A Texas man is facing charges of threatening an attack on the University of Houston after he "Zoom-bombed" an online class and praised the Islamic State (ISIS) group, the Justice Department said Tuesday, according to AFP.

Ibraheem Ahmed Al Bayati, 19, disrupted the lecture which was held online via Zoom last Wednesday.

When he got a chance to speak, Bayati said, "What does any of this have to do with the fact that UH is about to get bombed in a few days?" drawing gasps from the other students, according to an indictment.

He then said twice an Arabic phrase that means, "Islamic State will remain," and pointed his index finger toward the sky, a gesture common with Islamic fundamentalists.

Bayati admitted his acts on Friday after he was tracked by his online IP address and arrested by FBI agents at a relative's house, according to AFP.

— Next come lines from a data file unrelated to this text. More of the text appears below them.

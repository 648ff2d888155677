use scriptorium::index::Corpus;
use scriptorium::model::Metadata;
use scriptorium::observability::MetricsRegistry;
use scriptorium::publish::{publish, PublishRequest};
use scriptorium::store::{InMemoryStore, StoragePort};
use scriptorium::visibility::{drain_and_commit, PipelinePolicy};
use std::sync::Arc;

fn store() -> Arc<dyn StoragePort> {
    Arc::new(InMemoryStore::new())
}

#[tokio::test]
async fn drain_commits_into_corpus() {
    let store = store();
    let corpus = Corpus::default();
    let metrics = MetricsRegistry::new();

    let note = store
        .create_note("T".into(), "# Heading\n\nHello world.".into(), Metadata::default())
        .await
        .unwrap();
    let collection = store.create_collection("c1".into(), None).await.unwrap();

    publish(
        &store,
        PublishRequest {
            note_id: note.id.clone(),
            collections: vec![collection.id],
            label: None,
            client_token: "t1".into(),
        },
    )
    .await
    .unwrap();

    assert!(!corpus.has_committed(&note.id));

    let report = drain_and_commit(&store, &corpus, &metrics, PipelinePolicy::default(), 10)
        .await
        .unwrap();
    assert_eq!(report.committed, 1);
    assert_eq!(report.parked, 0);
    assert!(corpus.has_committed(&note.id));
    assert!(corpus.total_passages() > 0);

    // Draining again with nothing pending commits nothing further.
    let report2 = drain_and_commit(&store, &corpus, &metrics, PipelinePolicy::default(), 10)
        .await
        .unwrap();
    assert_eq!(report2.committed, 0);
}

#[tokio::test]
async fn republishing_replaces_the_searchable_head_version() {
    let store = store();
    let corpus = Corpus::default();
    let metrics = MetricsRegistry::new();

    let note = store
        .create_note("T".into(), "# Heading\n\nFirst body.".into(), Metadata::default())
        .await
        .unwrap();
    let collection = store.create_collection("c1".into(), None).await.unwrap();

    publish(
        &store,
        PublishRequest {
            note_id: note.id.clone(),
            collections: vec![collection.id.clone()],
            label: None,
            client_token: "t1".into(),
        },
    )
    .await
    .unwrap();
    drain_and_commit(&store, &corpus, &metrics, PipelinePolicy::default(), 10).await.unwrap();

    store.save_draft(&note.id, "# Heading\n\nSecond body revised.".into(), Metadata::default()).await.unwrap();
    publish(
        &store,
        PublishRequest {
            note_id: note.id.clone(),
            collections: vec![collection.id],
            label: None,
            client_token: "t2".into(),
        },
    )
    .await
    .unwrap();
    drain_and_commit(&store, &corpus, &metrics, PipelinePolicy::default(), 10).await.unwrap();

    let candidates = corpus.retrieve_candidates("second revised", None, 10);
    assert!(!candidates.is_empty());
    let candidates_old = corpus.retrieve_candidates("first body", None, 10);
    assert!(candidates_old.is_empty());
}
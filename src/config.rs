//! Runtime configuration.
//!
//! A handful of named profiles rather than a file format: nothing here
//! needs to survive a restart independent of the workspace state itself,
//! so a builder over `Config::default()` is sufficient.

use crate::anchor::chunker::ChunkerConfig;
use crate::visibility::PipelinePolicy;

#[derive(Debug, Clone)]
pub struct Config {
    pub chunker: ChunkerConfig,
    pub top_k_retrieve: usize,
    pub top_k_rerank: usize,
    pub top_k_rerank_backoff: usize,
    pub page_size: usize,
    pub search_p95_backoff_ms: u64,
    pub estimated_searchable_in_ms: u64,
    pub visibility_policy: PipelinePolicy,
    pub bind_addr: String,
}

impl Default for Config {
    fn default() -> Self {
        Self {
            chunker: ChunkerConfig::default(),
            top_k_retrieve: 128,
            top_k_rerank: 64,
            top_k_rerank_backoff: 32,
            page_size: 10,
            search_p95_backoff_ms: 500,
            estimated_searchable_in_ms: crate::publish::ESTIMATED_SEARCHABLE_IN_MS,
            visibility_policy: PipelinePolicy::default(),
            bind_addr: "127.0.0.1:8080".to_string(),
        }
    }
}

impl Config {
    pub fn production() -> Self {
        Self {
            visibility_policy: crate::visibility::PipelinePolicy {
                max_retries: 8,
                backoff_base_ms: 100,
            },
            bind_addr: "0.0.0.0:8080".to_string(),
            ..Self::default()
        }
    }

    pub fn balanced() -> Self {
        Self {
            top_k_retrieve: 64,
            top_k_rerank: 32,
            ..Self::default()
        }
    }

    pub fn with_bind_addr(mut self, addr: impl Into<String>) -> Self {
        self.bind_addr = addr.into();
        self
    }

    pub fn effective_top_k_rerank(&self, observed_p95_ms: Option<u64>) -> usize {
        match observed_p95_ms {
            Some(p95) if p95 > self.search_p95_backoff_ms => self.top_k_rerank_backoff,
            _ => self.top_k_rerank,
        }
    }
}
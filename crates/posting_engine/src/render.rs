use std::time::Duration;

use url::Url;

#[derive(Debug, Clone, PartialEq, Eq, thiserror::Error)]
pub enum RenderError {
    #[error("render timed out")]
    Timeout,
    #[error("render service returned status {0}")]
    Status(u16),
    #[error("render failed: {0}")]
    Failed(String),
}

/// Produces post-script markup for pages that ship an empty shell.
///
/// Invoked at most once per run, only when the orchestrator reaches the
/// render strategy.
#[async_trait::async_trait]
pub trait Renderer: Send + Sync {
    async fn render(&self, url: &Url) -> Result<String, RenderError>;
}

/// Client for a prerender-style HTTP service: `GET {endpoint}?url=<page>`
/// answers with the rendered document.
#[derive(Debug, Clone)]
pub struct RenderServiceClient {
    endpoint: Url,
    client: reqwest::Client,
}

impl RenderServiceClient {
    pub fn new(endpoint: Url, timeout: Duration) -> Result<Self, RenderError> {
        let client = reqwest::Client::builder()
            .timeout(timeout)
            .build()
            .map_err(|err| RenderError::Failed(err.to_string()))?;
        Ok(Self { endpoint, client })
    }
}

#[async_trait::async_trait]
impl Renderer for RenderServiceClient {
    async fn render(&self, url: &Url) -> Result<String, RenderError> {
        let mut request_url = self.endpoint.clone();
        request_url.query_pairs_mut().append_pair("url", url.as_str());

        let response = self
            .client
            .get(request_url)
            .send()
            .await
            .map_err(|err| {
                if err.is_timeout() {
                    RenderError::Timeout
                } else {
                    RenderError::Failed(err.to_string())
                }
            })?;
        if !response.status().is_success() {
            return Err(RenderError::Status(response.status().as_u16()));
        }
        response
            .text()
            .await
            .map_err(|err| RenderError::Failed(err.to_string()))
    }
}
use std::fs;
use std::path::{Path, PathBuf};
use std::time::Duration;

use engine_logging::engine_info;
use log::LevelFilter;
use posting_core::{RankerConfig, ValidatorConfig};
use posting_engine::{
    browser_headers, AnalysisError, AnalyzerSettings, FetchSettings, PipelineSettings,
    DEFAULT_USER_AGENT,
};
use serde::Deserialize;

/// Looked up in the working directory when `--config` is not given.
pub const DEFAULT_CONFIG_PATH: &str = "job-extract.ron";

#[derive(Debug, thiserror::Error)]
pub enum ConfigError {
    #[error("failed to read config {path:?}: {source}")]
    Read {
        path: PathBuf,
        source: std::io::Error,
    },
    #[error("failed to parse config {path:?}: {message}")]
    Parse { path: PathBuf, message: String },
    #[error("unknown log level {0:?}")]
    LogLevel(String),
}

#[derive(Debug, Clone, PartialEq, Deserialize)]
#[serde(default)]
pub struct AppConfig {
    pub fetch: FetchConfig,
    pub validator: ValidatorConfig,
    pub keywords: KeywordConfig,
    pub analysis: AnalysisConfig,
    pub history: HistoryConfig,
    pub render_on_script_shell: bool,
    pub deadline_secs: Option<u64>,
    pub log_level: Option<String>,
}

impl Default for AppConfig {
    fn default() -> Self {
        Self {
            fetch: FetchConfig::default(),
            validator: ValidatorConfig::default(),
            keywords: KeywordConfig::default(),
            analysis: AnalysisConfig::default(),
            history: HistoryConfig::default(),
            render_on_script_shell: true,
            deadline_secs: None,
            log_level: None,
        }
    }
}

#[derive(Debug, Clone, PartialEq, Deserialize)]
#[serde(default)]
pub struct FetchConfig {
    pub connect_timeout_secs: u64,
    pub request_timeout_secs: u64,
    pub redirect_limit: usize,
    pub max_bytes: u64,
    pub user_agent: String,
    /// Sent in addition to the browser-like defaults; same name replaces.
    pub headers: Vec<(String, String)>,
}

impl Default for FetchConfig {
    fn default() -> Self {
        Self {
            connect_timeout_secs: 10,
            request_timeout_secs: 30,
            redirect_limit: 5,
            max_bytes: 5 * 1024 * 1024,
            user_agent: DEFAULT_USER_AGENT.to_string(),
            headers: Vec::new(),
        }
    }
}

#[derive(Debug, Clone, PartialEq, Deserialize)]
#[serde(default)]
pub struct KeywordConfig {
    pub high_threshold: usize,
    pub medium_threshold: usize,
    pub seed_keywords: Vec<String>,
    pub stop_words: Vec<String>,
}

impl Default for KeywordConfig {
    fn default() -> Self {
        let ranker = RankerConfig::default();
        Self {
            high_threshold: ranker.high_threshold,
            medium_threshold: ranker.medium_threshold,
            seed_keywords: Vec::new(),
            stop_words: Vec::new(),
        }
    }
}

#[derive(Debug, Clone, PartialEq, Deserialize)]
#[serde(default)]
pub struct AnalysisConfig {
    pub enabled: bool,
    pub base_url: String,
    pub model: String,
    /// Name of the environment variable holding the API key.
    pub api_key_env: String,
    pub temperature: f64,
    pub max_tokens: u32,
    pub request_timeout_secs: u64,
}

impl Default for AnalysisConfig {
    fn default() -> Self {
        Self {
            enabled: false,
            base_url: "https://api.openai.com/v1".to_string(),
            model: "gpt-4o-mini".to_string(),
            api_key_env: "OPENAI_API_KEY".to_string(),
            temperature: 0.1,
            max_tokens: 2000,
            request_timeout_secs: 60,
        }
    }
}

#[derive(Debug, Clone, PartialEq, Deserialize)]
#[serde(default)]
pub struct HistoryConfig {
    pub enabled: bool,
    pub path: PathBuf,
}

impl Default for HistoryConfig {
    fn default() -> Self {
        Self {
            enabled: true,
            path: PathBuf::from(".job_extract_history.ron"),
        }
    }
}

impl AppConfig {
    /// Read `path`, or the default file when it exists, or fall back to defaults.
    pub fn load(path: Option<&Path>) -> Result<Self, ConfigError> {
        let path = match path {
            Some(path) => path.to_path_buf(),
            None => {
                let default = PathBuf::from(DEFAULT_CONFIG_PATH);
                if !default.is_file() {
                    return Ok(Self::default());
                }
                default
            }
        };
        let content = fs::read_to_string(&path).map_err(|source| ConfigError::Read {
            path: path.clone(),
            source,
        })?;
        let config = Self::parse(&content).map_err(|message| ConfigError::Parse {
            path: path.clone(),
            message,
        })?;
        engine_info!("Loaded configuration from {:?}", path);
        Ok(config)
    }

    pub fn parse(content: &str) -> Result<Self, String> {
        ron::from_str(content).map_err(|err| err.to_string())
    }

    pub fn log_level(&self) -> Result<Option<LevelFilter>, ConfigError> {
        self.log_level
            .as_deref()
            .map(|level| {
                level
                    .parse::<LevelFilter>()
                    .map_err(|_| ConfigError::LogLevel(level.to_string()))
            })
            .transpose()
    }

    pub fn fetch_settings(&self) -> FetchSettings {
        let mut headers = browser_headers();
        for (name, value) in &self.fetch.headers {
            headers.retain(|(existing, _)| !existing.eq_ignore_ascii_case(name));
            headers.push((name.clone(), value.clone()));
        }
        FetchSettings {
            connect_timeout: Duration::from_secs(self.fetch.connect_timeout_secs),
            request_timeout: Duration::from_secs(self.fetch.request_timeout_secs),
            redirect_limit: self.fetch.redirect_limit,
            max_bytes: self.fetch.max_bytes,
            user_agent: self.fetch.user_agent.clone(),
            headers,
            ..FetchSettings::default()
        }
    }

    pub fn pipeline_settings(&self) -> PipelineSettings {
        PipelineSettings {
            validator: self.validator.clone(),
            render_on_script_shell: self.render_on_script_shell,
            deadline: self.deadline_secs.map(Duration::from_secs),
        }
    }

    pub fn ranker_config(&self) -> RankerConfig {
        RankerConfig {
            high_threshold: self.keywords.high_threshold,
            medium_threshold: self.keywords.medium_threshold,
            stop_words: self.keywords.stop_words.clone(),
        }
    }

    /// Analyzer settings with the API key taken from the configured variable.
    pub fn analyzer_settings(
        &self,
        lookup: impl Fn(&str) -> Option<String>,
    ) -> Result<AnalyzerSettings, AnalysisError> {
        let api_key = lookup(&self.analysis.api_key_env)
            .filter(|key| !key.trim().is_empty())
            .ok_or_else(|| AnalysisError::MissingApiKey(self.analysis.api_key_env.clone()))?;
        Ok(AnalyzerSettings {
            base_url: self.analysis.base_url.clone(),
            model: self.analysis.model.clone(),
            api_key,
            temperature: self.analysis.temperature,
            max_tokens: self.analysis.max_tokens,
            request_timeout: Duration::from_secs(self.analysis.request_timeout_secs),
        })
    }
}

But he told agents it was just a joke, showing them text messages from a friend which included a link to the Zoom class.

Investigators, however, further searched his phone and found communications with another friend in which Bayati discussed recruiting supporters of ISIS, which the United States has designated a terror organization.

Bayati discussed getting another person to pledge allegiance to Islamic State and told his friend "that he was 'literally known' as an ISIS recruiter," the charges said.

He was charged with two counts related to making a bomb threat against the university, with a possible total of 15 years in prison.

Since 2013, American prosecutors have charged hundreds of radicalized individuals, mostly with crimes related to support for ISIS.

In December of 2019, a Connecticut man was arrested after attempting to travel to the Middle East to join and fight for ISIS.

In July of that year, two refugees from Somalia were arrested in Arizona and accused of providing material support to ISIS.

A month earlier, a man was arrested after he discussed purchasing explosives with the intention of detonating them in New York's Times Square.